===== Data to process =====

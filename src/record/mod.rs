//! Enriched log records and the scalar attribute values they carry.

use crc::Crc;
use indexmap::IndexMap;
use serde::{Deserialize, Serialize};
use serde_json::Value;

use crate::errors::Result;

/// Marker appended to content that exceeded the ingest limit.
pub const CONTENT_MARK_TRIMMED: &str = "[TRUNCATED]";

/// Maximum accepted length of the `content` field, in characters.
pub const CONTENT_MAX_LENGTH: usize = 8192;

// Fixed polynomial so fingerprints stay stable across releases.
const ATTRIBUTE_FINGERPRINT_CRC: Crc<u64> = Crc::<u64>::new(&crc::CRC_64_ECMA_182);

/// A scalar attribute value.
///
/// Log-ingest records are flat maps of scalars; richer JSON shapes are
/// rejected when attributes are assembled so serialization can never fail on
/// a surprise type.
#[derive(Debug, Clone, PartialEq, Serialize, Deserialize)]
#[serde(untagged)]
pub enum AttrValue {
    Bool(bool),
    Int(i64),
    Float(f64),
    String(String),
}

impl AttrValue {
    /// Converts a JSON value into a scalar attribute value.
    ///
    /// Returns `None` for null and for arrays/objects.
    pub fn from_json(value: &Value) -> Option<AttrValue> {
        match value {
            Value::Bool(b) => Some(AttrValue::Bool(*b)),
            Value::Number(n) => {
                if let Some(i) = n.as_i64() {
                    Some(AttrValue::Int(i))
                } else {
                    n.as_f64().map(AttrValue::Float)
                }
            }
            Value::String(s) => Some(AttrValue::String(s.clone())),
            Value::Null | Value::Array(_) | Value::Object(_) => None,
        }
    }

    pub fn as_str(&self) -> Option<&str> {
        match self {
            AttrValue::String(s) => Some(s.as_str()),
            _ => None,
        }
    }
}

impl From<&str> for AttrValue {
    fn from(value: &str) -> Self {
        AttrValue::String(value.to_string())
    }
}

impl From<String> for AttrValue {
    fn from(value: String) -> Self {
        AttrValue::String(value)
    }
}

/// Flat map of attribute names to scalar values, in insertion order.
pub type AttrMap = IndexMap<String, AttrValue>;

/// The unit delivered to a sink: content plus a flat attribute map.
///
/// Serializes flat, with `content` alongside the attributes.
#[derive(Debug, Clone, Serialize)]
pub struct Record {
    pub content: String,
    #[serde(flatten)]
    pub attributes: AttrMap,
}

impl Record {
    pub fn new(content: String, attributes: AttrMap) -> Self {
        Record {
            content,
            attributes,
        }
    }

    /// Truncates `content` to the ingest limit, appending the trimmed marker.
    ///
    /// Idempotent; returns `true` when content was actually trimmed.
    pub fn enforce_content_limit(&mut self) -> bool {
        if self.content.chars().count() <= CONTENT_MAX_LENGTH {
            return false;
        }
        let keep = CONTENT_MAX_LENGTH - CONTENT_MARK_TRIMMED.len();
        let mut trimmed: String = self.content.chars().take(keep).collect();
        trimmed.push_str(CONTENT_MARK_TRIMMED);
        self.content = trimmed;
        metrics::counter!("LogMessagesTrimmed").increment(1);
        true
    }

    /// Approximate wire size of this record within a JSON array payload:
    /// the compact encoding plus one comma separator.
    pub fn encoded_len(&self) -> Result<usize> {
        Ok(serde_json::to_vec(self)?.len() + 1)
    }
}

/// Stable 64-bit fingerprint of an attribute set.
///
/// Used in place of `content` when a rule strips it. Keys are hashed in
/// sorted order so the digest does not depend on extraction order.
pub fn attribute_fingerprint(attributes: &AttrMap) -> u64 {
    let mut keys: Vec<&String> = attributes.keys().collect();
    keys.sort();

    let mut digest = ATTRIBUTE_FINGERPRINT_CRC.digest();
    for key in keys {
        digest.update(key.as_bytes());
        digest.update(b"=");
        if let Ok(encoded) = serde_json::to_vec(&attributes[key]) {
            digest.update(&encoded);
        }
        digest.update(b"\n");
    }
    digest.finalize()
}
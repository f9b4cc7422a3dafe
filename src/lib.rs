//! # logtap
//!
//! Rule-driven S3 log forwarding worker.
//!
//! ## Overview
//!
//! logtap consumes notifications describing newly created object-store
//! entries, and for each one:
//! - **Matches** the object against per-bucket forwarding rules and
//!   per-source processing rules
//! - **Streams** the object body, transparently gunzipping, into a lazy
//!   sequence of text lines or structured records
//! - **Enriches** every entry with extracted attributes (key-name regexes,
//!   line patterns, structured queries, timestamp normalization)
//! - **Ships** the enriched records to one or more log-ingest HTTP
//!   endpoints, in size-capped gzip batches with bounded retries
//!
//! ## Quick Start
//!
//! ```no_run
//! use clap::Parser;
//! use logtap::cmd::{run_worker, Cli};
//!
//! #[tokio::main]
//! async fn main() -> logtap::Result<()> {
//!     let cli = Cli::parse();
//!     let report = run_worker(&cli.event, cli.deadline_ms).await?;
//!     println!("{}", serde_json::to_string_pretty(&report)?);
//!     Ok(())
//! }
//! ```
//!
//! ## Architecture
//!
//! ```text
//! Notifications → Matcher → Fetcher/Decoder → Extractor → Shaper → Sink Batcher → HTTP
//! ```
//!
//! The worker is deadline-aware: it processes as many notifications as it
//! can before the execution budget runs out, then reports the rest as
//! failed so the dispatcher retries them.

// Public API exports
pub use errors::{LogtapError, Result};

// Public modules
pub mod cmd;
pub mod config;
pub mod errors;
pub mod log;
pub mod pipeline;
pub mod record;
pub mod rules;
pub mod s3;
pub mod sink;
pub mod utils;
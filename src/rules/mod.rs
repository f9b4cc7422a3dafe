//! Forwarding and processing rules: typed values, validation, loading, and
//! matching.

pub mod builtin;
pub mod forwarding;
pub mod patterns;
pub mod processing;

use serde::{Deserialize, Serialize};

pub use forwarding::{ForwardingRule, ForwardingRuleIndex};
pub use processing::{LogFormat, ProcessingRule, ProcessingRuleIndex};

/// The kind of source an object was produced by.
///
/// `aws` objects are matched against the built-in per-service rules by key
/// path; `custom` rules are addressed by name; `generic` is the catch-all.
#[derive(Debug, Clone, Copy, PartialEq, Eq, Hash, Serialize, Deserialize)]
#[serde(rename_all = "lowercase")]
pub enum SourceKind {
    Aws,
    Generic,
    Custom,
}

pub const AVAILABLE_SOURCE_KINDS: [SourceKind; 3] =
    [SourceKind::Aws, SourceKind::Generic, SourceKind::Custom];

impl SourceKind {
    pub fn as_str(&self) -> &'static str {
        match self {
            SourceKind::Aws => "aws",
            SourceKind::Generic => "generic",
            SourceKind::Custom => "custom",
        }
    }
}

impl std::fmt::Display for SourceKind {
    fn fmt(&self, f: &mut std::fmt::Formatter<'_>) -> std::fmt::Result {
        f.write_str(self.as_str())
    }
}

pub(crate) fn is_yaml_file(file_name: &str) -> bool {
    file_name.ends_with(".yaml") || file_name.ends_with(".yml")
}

=====
===== Data to process =====

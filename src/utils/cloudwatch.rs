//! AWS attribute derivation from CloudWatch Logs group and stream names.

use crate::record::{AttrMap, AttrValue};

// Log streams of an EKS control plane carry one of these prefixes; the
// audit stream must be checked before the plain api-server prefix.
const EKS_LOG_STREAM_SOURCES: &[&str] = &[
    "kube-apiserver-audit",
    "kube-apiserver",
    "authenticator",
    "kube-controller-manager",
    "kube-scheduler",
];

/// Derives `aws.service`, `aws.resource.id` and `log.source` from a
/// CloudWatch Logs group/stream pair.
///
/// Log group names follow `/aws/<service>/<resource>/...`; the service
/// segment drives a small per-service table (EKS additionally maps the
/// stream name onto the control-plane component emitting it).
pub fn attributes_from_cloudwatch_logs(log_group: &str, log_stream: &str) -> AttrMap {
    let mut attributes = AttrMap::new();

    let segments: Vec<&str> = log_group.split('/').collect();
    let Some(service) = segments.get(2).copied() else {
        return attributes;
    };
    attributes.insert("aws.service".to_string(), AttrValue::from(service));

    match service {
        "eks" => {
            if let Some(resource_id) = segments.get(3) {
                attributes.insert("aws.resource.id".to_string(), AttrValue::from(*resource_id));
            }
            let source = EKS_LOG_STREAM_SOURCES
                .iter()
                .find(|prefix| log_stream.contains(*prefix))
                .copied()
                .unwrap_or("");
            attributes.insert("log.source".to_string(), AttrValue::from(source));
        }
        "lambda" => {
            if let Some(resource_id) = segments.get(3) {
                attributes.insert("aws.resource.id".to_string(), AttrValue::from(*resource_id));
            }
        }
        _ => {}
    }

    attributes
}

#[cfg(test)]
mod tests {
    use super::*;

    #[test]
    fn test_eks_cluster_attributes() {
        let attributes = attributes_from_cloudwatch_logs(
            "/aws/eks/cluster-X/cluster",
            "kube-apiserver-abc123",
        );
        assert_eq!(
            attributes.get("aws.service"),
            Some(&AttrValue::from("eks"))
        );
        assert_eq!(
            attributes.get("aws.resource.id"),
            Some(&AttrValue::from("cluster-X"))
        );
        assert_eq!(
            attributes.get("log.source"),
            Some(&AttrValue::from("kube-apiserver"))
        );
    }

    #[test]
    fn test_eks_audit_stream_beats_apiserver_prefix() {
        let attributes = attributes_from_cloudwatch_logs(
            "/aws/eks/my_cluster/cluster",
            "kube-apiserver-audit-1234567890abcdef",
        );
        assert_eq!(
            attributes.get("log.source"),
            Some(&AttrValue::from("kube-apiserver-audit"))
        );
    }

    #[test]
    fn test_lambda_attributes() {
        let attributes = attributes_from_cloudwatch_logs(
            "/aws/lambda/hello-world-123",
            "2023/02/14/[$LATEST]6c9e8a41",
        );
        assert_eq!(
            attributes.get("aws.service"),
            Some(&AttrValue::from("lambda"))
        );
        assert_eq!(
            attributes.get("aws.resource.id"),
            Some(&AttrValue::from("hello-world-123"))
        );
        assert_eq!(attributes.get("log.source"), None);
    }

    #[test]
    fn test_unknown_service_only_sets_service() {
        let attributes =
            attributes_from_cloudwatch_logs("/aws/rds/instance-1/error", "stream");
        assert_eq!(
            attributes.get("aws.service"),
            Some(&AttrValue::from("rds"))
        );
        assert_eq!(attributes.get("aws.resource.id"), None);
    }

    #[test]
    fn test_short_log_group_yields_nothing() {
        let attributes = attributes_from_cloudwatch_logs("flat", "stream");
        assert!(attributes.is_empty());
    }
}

=====
===== Data to process =====

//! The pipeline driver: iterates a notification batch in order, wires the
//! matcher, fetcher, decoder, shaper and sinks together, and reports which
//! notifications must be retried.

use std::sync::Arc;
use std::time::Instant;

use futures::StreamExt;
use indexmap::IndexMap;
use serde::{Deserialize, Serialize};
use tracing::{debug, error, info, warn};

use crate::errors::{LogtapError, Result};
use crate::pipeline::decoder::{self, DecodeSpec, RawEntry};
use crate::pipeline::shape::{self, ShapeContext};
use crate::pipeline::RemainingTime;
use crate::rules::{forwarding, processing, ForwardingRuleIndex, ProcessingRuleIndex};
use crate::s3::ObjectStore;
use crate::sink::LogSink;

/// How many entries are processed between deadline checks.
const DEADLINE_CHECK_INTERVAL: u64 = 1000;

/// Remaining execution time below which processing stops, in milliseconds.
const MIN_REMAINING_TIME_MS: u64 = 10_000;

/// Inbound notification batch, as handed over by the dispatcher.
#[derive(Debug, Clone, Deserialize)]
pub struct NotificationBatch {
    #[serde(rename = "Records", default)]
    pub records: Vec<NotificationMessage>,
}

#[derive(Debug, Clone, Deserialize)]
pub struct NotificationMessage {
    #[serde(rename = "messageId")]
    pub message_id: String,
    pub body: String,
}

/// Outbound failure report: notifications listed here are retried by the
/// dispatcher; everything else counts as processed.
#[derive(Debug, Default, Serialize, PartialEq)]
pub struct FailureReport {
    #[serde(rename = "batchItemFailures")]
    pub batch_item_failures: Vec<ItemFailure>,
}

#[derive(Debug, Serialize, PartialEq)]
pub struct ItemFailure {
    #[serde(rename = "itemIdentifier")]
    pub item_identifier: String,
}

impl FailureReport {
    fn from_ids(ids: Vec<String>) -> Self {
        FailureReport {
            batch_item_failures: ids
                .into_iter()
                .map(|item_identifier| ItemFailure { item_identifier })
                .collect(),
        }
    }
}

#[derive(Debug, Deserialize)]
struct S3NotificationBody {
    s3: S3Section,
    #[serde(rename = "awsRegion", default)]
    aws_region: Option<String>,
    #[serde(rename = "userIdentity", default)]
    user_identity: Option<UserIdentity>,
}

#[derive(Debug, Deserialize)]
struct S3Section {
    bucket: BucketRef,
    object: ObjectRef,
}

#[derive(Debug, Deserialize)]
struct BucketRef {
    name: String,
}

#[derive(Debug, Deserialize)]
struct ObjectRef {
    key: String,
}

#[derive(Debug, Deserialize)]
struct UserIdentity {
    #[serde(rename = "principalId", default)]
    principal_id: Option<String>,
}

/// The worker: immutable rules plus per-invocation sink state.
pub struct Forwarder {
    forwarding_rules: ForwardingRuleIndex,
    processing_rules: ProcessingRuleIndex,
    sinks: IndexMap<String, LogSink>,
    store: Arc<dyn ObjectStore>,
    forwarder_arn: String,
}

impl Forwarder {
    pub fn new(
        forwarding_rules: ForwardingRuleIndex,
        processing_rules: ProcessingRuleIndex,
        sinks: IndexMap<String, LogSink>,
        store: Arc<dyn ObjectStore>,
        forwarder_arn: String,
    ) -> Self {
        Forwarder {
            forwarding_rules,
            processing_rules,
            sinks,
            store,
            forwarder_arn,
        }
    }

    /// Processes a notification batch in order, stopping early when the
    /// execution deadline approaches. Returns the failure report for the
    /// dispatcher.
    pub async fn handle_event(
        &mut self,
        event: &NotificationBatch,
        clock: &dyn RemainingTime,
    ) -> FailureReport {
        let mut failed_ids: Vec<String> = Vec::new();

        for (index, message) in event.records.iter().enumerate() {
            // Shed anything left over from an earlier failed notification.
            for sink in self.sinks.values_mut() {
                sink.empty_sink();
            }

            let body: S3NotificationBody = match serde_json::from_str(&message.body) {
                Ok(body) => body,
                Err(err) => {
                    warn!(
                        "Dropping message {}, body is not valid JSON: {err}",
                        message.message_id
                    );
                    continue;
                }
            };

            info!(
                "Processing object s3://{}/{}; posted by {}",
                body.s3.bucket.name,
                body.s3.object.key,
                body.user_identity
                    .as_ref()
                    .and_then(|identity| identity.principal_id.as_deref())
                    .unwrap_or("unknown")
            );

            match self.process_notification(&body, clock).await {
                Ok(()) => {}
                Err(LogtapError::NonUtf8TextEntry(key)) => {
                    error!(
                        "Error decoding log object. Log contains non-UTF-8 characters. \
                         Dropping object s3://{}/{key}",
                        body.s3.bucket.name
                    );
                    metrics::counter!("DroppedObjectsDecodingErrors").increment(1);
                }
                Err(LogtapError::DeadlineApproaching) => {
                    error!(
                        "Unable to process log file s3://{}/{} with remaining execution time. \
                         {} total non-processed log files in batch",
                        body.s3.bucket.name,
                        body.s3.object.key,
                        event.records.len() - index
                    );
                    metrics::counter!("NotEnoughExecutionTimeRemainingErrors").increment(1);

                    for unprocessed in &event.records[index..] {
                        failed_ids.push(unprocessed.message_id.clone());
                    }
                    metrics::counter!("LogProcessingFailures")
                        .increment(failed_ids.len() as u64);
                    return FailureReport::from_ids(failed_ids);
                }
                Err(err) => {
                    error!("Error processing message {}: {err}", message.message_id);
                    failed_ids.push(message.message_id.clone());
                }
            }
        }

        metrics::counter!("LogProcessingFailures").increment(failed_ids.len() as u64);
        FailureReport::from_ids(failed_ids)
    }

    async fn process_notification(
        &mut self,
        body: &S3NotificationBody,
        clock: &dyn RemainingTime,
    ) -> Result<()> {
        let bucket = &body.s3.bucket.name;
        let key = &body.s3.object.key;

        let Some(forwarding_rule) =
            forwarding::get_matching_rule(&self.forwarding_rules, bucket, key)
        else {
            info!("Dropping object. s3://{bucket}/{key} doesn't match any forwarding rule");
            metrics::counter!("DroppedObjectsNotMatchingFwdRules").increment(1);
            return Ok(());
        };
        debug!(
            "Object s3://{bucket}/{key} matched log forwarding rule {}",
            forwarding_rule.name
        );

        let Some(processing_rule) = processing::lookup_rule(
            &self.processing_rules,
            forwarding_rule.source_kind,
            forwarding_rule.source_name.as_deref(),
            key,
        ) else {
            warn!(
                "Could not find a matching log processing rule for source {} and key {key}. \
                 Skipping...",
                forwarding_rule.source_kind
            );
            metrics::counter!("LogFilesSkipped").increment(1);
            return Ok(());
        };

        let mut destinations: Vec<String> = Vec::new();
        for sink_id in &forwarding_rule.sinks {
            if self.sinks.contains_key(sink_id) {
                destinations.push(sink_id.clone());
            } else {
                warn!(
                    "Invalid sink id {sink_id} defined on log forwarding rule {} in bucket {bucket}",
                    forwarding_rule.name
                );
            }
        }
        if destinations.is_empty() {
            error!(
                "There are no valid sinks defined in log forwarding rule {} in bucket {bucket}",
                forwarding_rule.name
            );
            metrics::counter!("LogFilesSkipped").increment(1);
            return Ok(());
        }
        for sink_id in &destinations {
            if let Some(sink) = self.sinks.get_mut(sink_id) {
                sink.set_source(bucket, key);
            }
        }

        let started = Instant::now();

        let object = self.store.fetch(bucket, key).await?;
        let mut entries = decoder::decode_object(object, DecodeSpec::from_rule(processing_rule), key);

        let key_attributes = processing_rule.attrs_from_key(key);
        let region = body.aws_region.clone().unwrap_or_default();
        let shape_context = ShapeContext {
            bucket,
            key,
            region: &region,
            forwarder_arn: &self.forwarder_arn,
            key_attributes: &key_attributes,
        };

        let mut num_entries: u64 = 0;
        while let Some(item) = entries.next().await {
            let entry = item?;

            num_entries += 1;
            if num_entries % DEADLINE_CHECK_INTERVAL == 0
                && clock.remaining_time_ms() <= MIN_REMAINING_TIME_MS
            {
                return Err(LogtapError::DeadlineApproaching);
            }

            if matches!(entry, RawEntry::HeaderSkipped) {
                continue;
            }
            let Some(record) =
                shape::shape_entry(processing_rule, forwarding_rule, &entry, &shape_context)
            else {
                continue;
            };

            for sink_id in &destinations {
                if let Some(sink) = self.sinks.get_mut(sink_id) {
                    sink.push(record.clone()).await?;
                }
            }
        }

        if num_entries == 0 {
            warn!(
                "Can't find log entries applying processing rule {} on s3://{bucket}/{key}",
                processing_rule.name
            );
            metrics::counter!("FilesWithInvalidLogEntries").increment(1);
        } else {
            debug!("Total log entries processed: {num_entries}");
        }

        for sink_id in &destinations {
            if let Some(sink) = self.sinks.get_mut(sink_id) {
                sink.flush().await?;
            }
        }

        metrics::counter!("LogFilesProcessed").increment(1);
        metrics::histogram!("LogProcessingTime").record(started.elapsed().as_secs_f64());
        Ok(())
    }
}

=====

Problem to work on:
How many lines in the records above contain the word "digest"? Answer with the number only.

Answer area:
7